== ASSIGNMENT ==
Scan the data below for lines holding the word "derive", and copy each line found.

== RECORDS SHOWN ==
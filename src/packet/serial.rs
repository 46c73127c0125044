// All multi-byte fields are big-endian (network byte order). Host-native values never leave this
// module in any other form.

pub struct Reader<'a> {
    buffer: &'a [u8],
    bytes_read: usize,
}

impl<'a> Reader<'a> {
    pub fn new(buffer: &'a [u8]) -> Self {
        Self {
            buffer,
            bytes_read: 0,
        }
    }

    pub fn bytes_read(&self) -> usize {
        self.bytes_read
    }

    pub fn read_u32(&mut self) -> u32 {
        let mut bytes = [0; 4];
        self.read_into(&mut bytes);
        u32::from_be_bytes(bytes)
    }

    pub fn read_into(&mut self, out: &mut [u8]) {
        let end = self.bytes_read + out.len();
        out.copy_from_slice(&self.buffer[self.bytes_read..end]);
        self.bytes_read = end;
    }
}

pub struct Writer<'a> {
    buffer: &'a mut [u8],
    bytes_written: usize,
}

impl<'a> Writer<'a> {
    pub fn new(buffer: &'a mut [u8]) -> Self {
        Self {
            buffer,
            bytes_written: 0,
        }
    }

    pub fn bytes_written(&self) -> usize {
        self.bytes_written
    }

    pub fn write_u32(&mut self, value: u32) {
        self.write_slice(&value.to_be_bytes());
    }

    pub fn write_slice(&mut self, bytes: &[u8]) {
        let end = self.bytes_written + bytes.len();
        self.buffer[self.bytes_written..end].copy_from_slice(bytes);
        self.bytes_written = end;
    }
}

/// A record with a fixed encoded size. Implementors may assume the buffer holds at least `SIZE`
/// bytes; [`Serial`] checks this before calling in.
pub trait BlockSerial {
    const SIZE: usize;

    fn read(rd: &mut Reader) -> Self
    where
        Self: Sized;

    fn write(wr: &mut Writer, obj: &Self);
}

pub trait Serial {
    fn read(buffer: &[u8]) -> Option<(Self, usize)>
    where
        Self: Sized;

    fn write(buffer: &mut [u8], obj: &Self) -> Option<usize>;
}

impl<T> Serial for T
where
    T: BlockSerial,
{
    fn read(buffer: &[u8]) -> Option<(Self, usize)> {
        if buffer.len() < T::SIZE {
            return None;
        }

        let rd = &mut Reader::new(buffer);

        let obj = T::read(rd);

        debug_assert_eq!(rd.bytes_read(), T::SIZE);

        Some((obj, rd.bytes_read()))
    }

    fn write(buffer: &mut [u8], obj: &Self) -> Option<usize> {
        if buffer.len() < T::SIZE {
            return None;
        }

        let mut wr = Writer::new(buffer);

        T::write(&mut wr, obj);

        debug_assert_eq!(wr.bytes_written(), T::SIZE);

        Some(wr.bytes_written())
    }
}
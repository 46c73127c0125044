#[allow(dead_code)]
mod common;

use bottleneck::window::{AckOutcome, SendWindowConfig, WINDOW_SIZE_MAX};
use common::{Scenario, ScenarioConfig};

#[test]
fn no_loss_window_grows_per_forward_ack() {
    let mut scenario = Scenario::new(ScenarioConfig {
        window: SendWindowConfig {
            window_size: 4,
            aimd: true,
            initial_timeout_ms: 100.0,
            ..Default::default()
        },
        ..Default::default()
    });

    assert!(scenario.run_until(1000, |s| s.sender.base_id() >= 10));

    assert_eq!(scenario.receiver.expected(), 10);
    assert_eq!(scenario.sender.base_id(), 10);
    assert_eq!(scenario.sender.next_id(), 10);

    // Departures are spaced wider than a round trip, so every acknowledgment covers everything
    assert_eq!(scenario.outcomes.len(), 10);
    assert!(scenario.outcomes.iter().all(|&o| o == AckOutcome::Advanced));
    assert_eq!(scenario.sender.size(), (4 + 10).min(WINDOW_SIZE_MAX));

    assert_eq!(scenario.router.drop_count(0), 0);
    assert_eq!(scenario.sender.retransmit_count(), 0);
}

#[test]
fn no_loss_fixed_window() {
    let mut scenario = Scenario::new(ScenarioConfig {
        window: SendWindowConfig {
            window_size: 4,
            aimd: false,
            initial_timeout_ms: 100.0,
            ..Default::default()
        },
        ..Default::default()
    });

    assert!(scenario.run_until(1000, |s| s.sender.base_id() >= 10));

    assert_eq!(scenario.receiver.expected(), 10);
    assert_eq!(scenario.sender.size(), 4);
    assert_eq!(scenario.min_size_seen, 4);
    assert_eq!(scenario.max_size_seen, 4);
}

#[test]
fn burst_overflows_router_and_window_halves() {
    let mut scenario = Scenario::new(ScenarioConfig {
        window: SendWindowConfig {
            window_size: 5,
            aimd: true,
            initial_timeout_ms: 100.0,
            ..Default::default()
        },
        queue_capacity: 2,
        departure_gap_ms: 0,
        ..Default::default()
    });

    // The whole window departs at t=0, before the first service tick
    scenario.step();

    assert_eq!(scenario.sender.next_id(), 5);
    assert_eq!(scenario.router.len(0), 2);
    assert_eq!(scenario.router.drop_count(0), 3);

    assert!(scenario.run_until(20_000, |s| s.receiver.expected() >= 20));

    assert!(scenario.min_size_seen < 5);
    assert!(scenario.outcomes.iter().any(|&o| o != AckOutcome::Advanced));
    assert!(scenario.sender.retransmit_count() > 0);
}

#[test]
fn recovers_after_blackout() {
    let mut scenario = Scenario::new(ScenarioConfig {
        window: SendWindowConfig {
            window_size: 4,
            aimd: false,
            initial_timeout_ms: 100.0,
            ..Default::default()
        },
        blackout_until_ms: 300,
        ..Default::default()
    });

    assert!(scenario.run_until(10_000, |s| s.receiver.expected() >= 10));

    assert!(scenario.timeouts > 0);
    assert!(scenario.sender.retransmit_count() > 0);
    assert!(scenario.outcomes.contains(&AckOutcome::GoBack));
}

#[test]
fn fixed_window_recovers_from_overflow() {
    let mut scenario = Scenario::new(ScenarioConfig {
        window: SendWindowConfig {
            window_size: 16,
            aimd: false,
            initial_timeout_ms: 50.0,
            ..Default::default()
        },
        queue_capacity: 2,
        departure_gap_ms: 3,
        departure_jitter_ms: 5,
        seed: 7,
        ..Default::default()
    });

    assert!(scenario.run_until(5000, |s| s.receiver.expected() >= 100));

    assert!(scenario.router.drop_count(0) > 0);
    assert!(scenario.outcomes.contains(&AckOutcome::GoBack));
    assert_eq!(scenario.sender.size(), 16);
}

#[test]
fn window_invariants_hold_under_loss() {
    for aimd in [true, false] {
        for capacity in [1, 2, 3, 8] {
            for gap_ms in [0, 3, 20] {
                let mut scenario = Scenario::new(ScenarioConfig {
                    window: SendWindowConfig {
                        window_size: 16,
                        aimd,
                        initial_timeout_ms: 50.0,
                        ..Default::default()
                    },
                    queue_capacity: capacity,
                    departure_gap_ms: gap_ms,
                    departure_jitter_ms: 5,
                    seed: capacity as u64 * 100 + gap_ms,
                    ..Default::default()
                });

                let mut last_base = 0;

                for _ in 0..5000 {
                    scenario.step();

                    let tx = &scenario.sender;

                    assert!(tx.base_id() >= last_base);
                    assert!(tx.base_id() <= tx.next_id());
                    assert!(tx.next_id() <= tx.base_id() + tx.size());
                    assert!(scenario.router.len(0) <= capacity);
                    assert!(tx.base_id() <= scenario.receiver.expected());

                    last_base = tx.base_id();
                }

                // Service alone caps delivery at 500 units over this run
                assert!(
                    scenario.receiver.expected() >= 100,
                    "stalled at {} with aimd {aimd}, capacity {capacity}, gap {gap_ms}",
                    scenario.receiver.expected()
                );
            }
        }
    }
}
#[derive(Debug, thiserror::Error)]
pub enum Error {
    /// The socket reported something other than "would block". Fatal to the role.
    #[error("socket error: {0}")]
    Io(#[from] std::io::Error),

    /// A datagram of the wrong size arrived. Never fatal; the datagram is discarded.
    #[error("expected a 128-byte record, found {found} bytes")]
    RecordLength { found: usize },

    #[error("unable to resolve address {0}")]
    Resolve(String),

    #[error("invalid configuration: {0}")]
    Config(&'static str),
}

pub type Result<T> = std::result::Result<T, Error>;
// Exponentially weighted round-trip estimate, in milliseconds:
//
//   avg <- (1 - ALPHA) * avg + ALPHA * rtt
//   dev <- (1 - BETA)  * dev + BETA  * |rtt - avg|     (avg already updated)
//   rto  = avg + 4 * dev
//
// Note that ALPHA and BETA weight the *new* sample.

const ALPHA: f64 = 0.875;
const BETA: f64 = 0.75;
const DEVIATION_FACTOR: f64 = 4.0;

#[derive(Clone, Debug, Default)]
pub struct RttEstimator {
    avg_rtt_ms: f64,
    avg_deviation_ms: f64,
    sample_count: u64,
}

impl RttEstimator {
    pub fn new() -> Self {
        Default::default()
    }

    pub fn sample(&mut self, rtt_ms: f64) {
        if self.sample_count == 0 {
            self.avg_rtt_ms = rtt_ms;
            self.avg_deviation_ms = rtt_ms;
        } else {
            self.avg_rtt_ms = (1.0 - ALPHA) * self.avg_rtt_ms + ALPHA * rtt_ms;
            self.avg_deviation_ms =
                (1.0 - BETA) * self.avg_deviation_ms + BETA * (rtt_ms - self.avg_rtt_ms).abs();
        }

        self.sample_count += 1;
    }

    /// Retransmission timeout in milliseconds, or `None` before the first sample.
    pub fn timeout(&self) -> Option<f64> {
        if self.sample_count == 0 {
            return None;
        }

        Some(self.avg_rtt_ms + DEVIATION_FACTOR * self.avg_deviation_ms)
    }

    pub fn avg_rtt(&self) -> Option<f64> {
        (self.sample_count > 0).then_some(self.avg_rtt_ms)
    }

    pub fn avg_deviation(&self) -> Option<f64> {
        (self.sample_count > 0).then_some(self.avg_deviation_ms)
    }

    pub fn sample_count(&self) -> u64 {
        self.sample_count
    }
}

== EXPECTED OUTPUT ==
#[derive(Debug, thiserror::Error)]
#[derive(Clone, Debug, Default)]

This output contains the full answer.